Return only the stretch of the material below that begins with the line containing "let mut current = Some(start);" and ends with the line containing "let names: HashSet<&str>", exactly; both of those lines belong to it.
□ □ □ □ □
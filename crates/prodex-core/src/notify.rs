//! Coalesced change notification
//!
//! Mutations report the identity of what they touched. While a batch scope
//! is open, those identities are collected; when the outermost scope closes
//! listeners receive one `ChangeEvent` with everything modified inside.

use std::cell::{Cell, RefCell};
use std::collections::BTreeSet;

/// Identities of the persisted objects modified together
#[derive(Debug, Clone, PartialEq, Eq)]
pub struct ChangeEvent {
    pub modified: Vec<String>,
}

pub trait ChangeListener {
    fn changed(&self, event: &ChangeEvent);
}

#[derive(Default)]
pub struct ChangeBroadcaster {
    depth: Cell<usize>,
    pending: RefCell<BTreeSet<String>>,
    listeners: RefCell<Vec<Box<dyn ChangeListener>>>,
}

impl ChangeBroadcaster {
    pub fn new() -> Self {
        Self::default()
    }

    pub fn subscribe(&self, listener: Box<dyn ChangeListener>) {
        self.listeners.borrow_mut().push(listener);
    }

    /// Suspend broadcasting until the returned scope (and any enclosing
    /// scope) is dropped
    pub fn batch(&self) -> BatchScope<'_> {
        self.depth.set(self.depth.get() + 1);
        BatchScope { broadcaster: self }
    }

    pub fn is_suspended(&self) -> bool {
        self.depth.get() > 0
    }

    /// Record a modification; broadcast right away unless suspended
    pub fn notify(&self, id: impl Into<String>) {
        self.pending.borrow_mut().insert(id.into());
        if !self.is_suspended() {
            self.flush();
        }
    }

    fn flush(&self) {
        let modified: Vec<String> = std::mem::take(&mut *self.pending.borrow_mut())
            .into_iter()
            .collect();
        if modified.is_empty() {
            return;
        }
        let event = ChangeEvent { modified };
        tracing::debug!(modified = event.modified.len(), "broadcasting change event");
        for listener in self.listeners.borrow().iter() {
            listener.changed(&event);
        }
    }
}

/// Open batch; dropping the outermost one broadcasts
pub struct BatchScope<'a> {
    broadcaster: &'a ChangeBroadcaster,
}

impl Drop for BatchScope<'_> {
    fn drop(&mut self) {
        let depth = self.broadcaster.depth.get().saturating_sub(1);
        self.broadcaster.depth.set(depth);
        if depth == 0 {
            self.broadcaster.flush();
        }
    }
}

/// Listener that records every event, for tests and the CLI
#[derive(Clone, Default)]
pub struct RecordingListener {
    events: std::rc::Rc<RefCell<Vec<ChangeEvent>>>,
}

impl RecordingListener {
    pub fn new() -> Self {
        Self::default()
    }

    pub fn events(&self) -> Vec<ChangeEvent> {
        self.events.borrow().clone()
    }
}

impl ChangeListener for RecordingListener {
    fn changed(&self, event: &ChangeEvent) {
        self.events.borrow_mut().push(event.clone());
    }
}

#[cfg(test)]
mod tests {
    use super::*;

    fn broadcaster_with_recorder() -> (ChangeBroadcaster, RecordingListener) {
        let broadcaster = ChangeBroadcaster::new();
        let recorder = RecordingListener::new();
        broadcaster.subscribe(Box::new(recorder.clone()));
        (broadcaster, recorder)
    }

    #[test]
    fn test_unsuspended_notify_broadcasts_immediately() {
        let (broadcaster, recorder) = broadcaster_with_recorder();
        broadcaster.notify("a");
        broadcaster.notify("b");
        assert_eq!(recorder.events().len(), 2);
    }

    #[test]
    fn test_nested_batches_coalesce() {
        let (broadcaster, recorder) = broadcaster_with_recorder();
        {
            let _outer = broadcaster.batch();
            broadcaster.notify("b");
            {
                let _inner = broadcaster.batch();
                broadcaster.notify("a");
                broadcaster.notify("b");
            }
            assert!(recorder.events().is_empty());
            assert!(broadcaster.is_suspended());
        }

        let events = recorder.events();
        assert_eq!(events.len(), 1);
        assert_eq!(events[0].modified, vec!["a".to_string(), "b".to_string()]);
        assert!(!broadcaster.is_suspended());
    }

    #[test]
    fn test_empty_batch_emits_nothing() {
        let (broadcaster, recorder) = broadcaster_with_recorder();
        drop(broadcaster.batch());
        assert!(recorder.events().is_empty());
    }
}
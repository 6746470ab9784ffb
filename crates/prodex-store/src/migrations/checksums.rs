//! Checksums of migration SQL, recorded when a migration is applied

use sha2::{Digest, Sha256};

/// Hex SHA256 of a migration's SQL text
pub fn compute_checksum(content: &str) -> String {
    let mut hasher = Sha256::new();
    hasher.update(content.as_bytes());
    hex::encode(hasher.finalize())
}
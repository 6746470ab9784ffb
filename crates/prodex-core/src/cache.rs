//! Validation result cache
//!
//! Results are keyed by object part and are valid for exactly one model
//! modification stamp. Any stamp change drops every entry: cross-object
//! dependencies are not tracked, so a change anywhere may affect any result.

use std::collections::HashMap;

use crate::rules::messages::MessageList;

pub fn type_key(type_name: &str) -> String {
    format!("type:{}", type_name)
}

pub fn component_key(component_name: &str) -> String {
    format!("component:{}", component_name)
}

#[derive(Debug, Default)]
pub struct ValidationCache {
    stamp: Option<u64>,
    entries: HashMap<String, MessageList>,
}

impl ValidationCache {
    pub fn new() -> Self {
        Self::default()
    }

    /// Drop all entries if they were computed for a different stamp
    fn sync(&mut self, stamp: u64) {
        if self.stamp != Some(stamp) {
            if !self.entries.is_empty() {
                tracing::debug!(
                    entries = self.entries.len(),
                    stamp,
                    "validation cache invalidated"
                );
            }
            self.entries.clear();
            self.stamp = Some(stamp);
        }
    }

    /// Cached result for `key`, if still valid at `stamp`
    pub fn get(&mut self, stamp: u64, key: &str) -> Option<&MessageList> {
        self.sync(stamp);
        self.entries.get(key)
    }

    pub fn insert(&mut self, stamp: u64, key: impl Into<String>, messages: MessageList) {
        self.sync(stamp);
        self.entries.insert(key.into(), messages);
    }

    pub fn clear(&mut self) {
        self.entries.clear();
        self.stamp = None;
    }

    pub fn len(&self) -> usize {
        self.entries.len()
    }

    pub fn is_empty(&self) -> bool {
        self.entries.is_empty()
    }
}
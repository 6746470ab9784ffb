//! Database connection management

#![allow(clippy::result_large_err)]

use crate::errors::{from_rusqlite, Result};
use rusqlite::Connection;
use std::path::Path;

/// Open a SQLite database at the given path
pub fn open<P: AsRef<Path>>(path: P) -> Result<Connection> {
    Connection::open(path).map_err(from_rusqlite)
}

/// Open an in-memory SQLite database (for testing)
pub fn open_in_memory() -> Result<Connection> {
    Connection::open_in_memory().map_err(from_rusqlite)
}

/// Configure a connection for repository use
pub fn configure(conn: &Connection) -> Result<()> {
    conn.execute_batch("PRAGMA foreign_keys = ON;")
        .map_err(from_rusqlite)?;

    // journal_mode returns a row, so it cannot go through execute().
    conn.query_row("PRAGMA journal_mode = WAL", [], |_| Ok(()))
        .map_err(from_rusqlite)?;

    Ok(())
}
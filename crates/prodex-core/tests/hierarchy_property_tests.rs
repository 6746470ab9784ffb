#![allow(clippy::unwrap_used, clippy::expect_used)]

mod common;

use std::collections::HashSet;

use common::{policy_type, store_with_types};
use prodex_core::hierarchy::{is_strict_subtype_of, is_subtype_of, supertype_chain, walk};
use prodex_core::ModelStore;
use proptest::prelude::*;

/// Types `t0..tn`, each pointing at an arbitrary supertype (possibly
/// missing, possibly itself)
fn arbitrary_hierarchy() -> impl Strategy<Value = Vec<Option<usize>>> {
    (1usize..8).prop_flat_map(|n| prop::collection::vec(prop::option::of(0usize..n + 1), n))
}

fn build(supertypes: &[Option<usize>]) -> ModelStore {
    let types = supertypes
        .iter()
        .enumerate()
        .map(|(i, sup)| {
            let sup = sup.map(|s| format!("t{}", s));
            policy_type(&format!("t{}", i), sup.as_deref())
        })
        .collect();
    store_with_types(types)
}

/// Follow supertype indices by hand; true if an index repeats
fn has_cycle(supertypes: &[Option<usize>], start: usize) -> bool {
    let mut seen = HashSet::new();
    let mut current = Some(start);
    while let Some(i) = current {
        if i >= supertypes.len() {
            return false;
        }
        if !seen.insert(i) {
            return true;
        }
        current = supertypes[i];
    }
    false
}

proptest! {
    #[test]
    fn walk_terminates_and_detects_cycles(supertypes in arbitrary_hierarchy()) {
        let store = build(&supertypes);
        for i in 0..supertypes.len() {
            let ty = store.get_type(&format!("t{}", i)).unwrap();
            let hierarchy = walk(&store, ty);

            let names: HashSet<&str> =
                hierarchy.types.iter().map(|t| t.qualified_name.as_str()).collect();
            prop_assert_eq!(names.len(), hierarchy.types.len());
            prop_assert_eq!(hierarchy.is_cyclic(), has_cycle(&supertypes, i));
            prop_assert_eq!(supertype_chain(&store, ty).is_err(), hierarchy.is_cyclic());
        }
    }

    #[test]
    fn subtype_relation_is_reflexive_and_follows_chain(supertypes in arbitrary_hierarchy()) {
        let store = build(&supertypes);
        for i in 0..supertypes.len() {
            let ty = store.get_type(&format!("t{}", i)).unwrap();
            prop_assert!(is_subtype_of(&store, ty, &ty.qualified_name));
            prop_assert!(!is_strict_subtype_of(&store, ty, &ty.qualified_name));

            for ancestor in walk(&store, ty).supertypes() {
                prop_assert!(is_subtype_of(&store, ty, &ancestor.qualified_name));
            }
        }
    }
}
□ □ □ □ □
* TASK SOLUTION *
    let mut current = Some(start);
    while let Some(i) = current {
        if i >= supertypes.len() {
            return false;
        }
        if !seen.insert(i) {
            return true;
        }
        current = supertypes[i];
    }
    false
}

proptest! {
    #[test]
    fn walk_terminates_and_detects_cycles(supertypes in arbitrary_hierarchy()) {
        let store = build(&supertypes);
        for i in 0..supertypes.len() {
            let ty = store.get_type(&format!("t{}", i)).unwrap();
            let hierarchy = walk(&store, ty);

            let names: HashSet<&str> =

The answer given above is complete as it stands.